The correct interpretation can analytically convert the mean and standard deviation to the lognormal distribution parameters (\(\mu\) = 2.86, \(\sigma\) = 0.53) and parameterise the onset-to-death, resulting in a CFR of 0.3042, or 30.42%. Misinterpreting the estimates to be the lognormal parameters results in an overestimated CFR of NA. Assuming that the reported estimates are sample summary statistics, the distribution can be assumed, here we test the assumption that it is a lognormal (correct assumption) and a gamma distribution (incorrect assumption).
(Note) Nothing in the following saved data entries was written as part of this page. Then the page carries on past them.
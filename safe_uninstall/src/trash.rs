use std::path::Path;
use std::sync::Arc;

use async_process::Command;
use core_types::TrashMechanism;

use crate::error::TrashError;
use crate::project_root::ProjectRoot;

/// Closed set of per-platform trash strategies.
///
/// Selected once at startup from the compile target, never probed at call
/// time, so a single run always reports the same mechanism.
#[derive(Debug, Clone, Copy, PartialEq, Eq)]
pub enum TrashStrategy {
    /// Ask the desktop shell (Finder) to move the folder to its trash.
    DesktopAutomation,
    /// Call the native recycle-bin facility directly.
    RecycleBinApi,
    /// Delegate to an external trash utility (`gio trash`).
    TrashUtility,
}

impl TrashStrategy {
    pub fn detect() -> Self {
        if cfg!(target_os = "macos") {
            TrashStrategy::DesktopAutomation
        } else if cfg!(target_os = "windows") {
            TrashStrategy::RecycleBinApi
        } else {
            TrashStrategy::TrashUtility
        }
    }

    pub fn mechanism(&self) -> TrashMechanism {
        match self {
            TrashStrategy::DesktopAutomation => TrashMechanism::DesktopAutomation,
            TrashStrategy::RecycleBinApi => TrashMechanism::RecycleBinApi,
            TrashStrategy::TrashUtility => TrashMechanism::TrashUtility,
        }
    }
}

/// How a trash attempt ended when no unexpected error occurred.
///
/// `Unavailable` means the strategy's prerequisite is absent and is the
/// expected trigger for the rename fallback; unexpected failures come back
/// as [`TrashError`] and must not be papered over with a fallback.
#[derive(Debug, Clone, PartialEq, Eq)]
pub enum TrashDisposition {
    Moved(TrashMechanism),
    Unavailable,
}

/// Trait for trash operations.
///
/// Abstracts the platform facility so every disposition can be exercised in
/// tests and in the verification harness on any host.
#[async_trait::async_trait]
pub trait TrashOps: Send + Sync {
    async fn move_to_trash(
        &self,
        path: &Path,
        strategy: TrashStrategy,
    ) -> Result<TrashDisposition, TrashError>;
}

/// Default implementation that drives the real platform facility.
#[derive(Debug, Clone, Copy, Default)]
pub struct SystemTrashOps;

#[async_trait::async_trait]
impl TrashOps for SystemTrashOps {
    async fn move_to_trash(
        &self,
        path: &Path,
        strategy: TrashStrategy,
    ) -> Result<TrashDisposition, TrashError> {
        match strategy {
            TrashStrategy::DesktopAutomation => finder_trash(path).await,
            TrashStrategy::TrashUtility => gio_trash(path).await,
            TrashStrategy::RecycleBinApi => recycle_bin(path),
        }
    }
}

/// Move a path to Trash via Finder AppleScript (reversible).
async fn finder_trash(path: &Path) -> Result<TrashDisposition, TrashError> {
    if which::which("osascript").is_err() {
        return Ok(TrashDisposition::Unavailable);
    }
    let escaped = path
        .display()
        .to_string()
        .replace('\\', "\\\\")
        .replace('"', "\\\"");
    let script = format!(
        "tell application \"Finder\" to delete POSIX file \"{}\"",
        escaped
    );
    let output = Command::new("osascript")
        .arg("-e")
        .arg(&script)
        .output()
        .await
        .map_err(|e| TrashError::IoError(format!("Failed to run osascript: {}", e)))?;
    if output.status.success() {
        Ok(TrashDisposition::Moved(TrashMechanism::DesktopAutomation))
    } else {
        Err(TrashError::MechanismFailed {
            mechanism: TrashMechanism::DesktopAutomation,
            detail: String::from_utf8_lossy(&output.stderr).trim().to_string(),
        })
    }
}

/// Move a path to trash via `gio trash` (Freedesktop/GLib).
async fn gio_trash(path: &Path) -> Result<TrashDisposition, TrashError> {
    if which::which("gio").is_err() {
        return Ok(TrashDisposition::Unavailable);
    }
    let output = Command::new("gio")
        .arg("trash")
        .arg(path)
        .output()
        .await
        .map_err(|e| TrashError::IoError(format!("Failed to run gio: {}", e)))?;
    if output.status.success() {
        Ok(TrashDisposition::Moved(TrashMechanism::TrashUtility))
    } else {
        Err(TrashError::MechanismFailed {
            mechanism: TrashMechanism::TrashUtility,
            detail: String::from_utf8_lossy(&output.stderr).trim().to_string(),
        })
    }
}

/// Move a path to the Recycle Bin with `SHFileOperationW` and
/// `FOF_ALLOWUNDO`.
#[cfg(target_os = "windows")]
fn recycle_bin(path: &Path) -> Result<TrashDisposition, TrashError> {
    use std::os::windows::ffi::OsStrExt;
    use windows_sys::Win32::UI::Shell::{
        SHFileOperationW, FOF_ALLOWUNDO, FOF_NOCONFIRMATION, FO_DELETE, SHFILEOPSTRUCTW,
    };

    // double-NUL-terminated path list
    let mut from: Vec<u16> = path.as_os_str().encode_wide().collect();
    from.push(0);
    from.push(0);

    let mut op = SHFILEOPSTRUCTW {
        hwnd: std::ptr::null_mut(),
        wFunc: FO_DELETE as u32,
        pFrom: from.as_ptr(),
        pTo: std::ptr::null(),
        fFlags: (FOF_ALLOWUNDO | FOF_NOCONFIRMATION) as u16,
        fAnyOperationsAborted: 0,
        hNameMappings: std::ptr::null_mut(),
        lpszProgressTitle: std::ptr::null(),
    };

    let result = unsafe { SHFileOperationW(&mut op) };
    if result == 0 {
        Ok(TrashDisposition::Moved(TrashMechanism::RecycleBinApi))
    } else {
        Err(TrashError::MechanismFailed {
            mechanism: TrashMechanism::RecycleBinApi,
            detail: format!("SHFileOperationW returned {}", result),
        })
    }
}

/// The recycle-bin facility does not exist off Windows; the strategy is only
/// detected there, so reaching this means the mechanism is absent.
#[cfg(not(target_os = "windows"))]
fn recycle_bin(_path: &Path) -> Result<TrashDisposition, TrashError> {
    Ok(TrashDisposition::Unavailable)
}

/// Attempts a recoverable move to the OS trash for a validated project root.
pub struct TrashDispatcher<O: TrashOps = SystemTrashOps> {
    strategy: TrashStrategy,
    ops: Arc<O>,
}

impl TrashDispatcher<SystemTrashOps> {
    pub fn new() -> Self {
        Self::with_ops(TrashStrategy::detect(), Arc::new(SystemTrashOps))
    }
}

impl Default for TrashDispatcher<SystemTrashOps> {
    fn default() -> Self {
        Self::new()
    }
}

impl<O: TrashOps> TrashDispatcher<O> {
    pub fn with_ops(strategy: TrashStrategy, ops: Arc<O>) -> Self {
        Self { strategy, ops }
    }

    pub fn strategy(&self) -> TrashStrategy {
        self.strategy
    }

    pub async fn move_to_trash(
        &self,
        root: &ProjectRoot,
    ) -> Result<TrashDisposition, TrashError> {
        tracing::info!(
            "Moving {} to trash via {}",
            root.path().display(),
            self.strategy.mechanism()
        );
        self.ops.move_to_trash(root.path(), self.strategy).await
    }
}

/// Mock implementation for tests and the verification harness.
///
/// Records every call and returns a configured disposition.
#[derive(Clone)]
pub struct MockTrashOps {
    result: MockTrashResult,
    calls: Arc<std::sync::Mutex<Vec<std::path::PathBuf>>>,
}

#[derive(Debug, Clone)]
enum MockTrashResult {
    Moved,
    Unavailable,
    Fail(String),
}

impl MockTrashOps {
    /// Mock that reports a successful move for the selected strategy.
    pub fn new() -> Self {
        Self {
            result: MockTrashResult::Moved,
            calls: Arc::default(),
        }
    }

    /// Mock whose strategy prerequisite is absent.
    pub fn unavailable() -> Self {
        Self {
            result: MockTrashResult::Unavailable,
            calls: Arc::default(),
        }
    }

    /// Mock that fails unexpectedly with the given detail.
    pub fn with_failure(detail: impl Into<String>) -> Self {
        Self {
            result: MockTrashResult::Fail(detail.into()),
            calls: Arc::default(),
        }
    }

    pub fn calls(&self) -> Vec<std::path::PathBuf> {
        self.calls.lock().unwrap().clone()
    }

    pub fn total_calls(&self) -> usize {
        self.calls.lock().unwrap().len()
    }
}

impl Default for MockTrashOps {
    fn default() -> Self {
        Self::new()
    }
}

#[async_trait::async_trait]
impl TrashOps for MockTrashOps {
    async fn move_to_trash(
        &self,
        path: &Path,
        strategy: TrashStrategy,
    ) -> Result<TrashDisposition, TrashError> {
        self.calls.lock().unwrap().push(path.to_path_buf());
        match &self.result {
            MockTrashResult::Moved => Ok(TrashDisposition::Moved(strategy.mechanism())),
            MockTrashResult::Unavailable => Ok(TrashDisposition::Unavailable),
            MockTrashResult::Fail(detail) => Err(TrashError::MechanismFailed {
                mechanism: strategy.mechanism(),
                detail: detail.clone(),
            }),
        }
    }
}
The assumed parametric distribution form can be used to simulate a sample and the same distribution can be fit to that sample to estimate the parameters. In the case of assuming a lognormal distribution the CFR is estimated as 0.2681, whereas assuming a gamma distribution results in a CFR of 0.2426. The estimated CFR is biased in both cases but more so when the distribution is assumed incorrectly.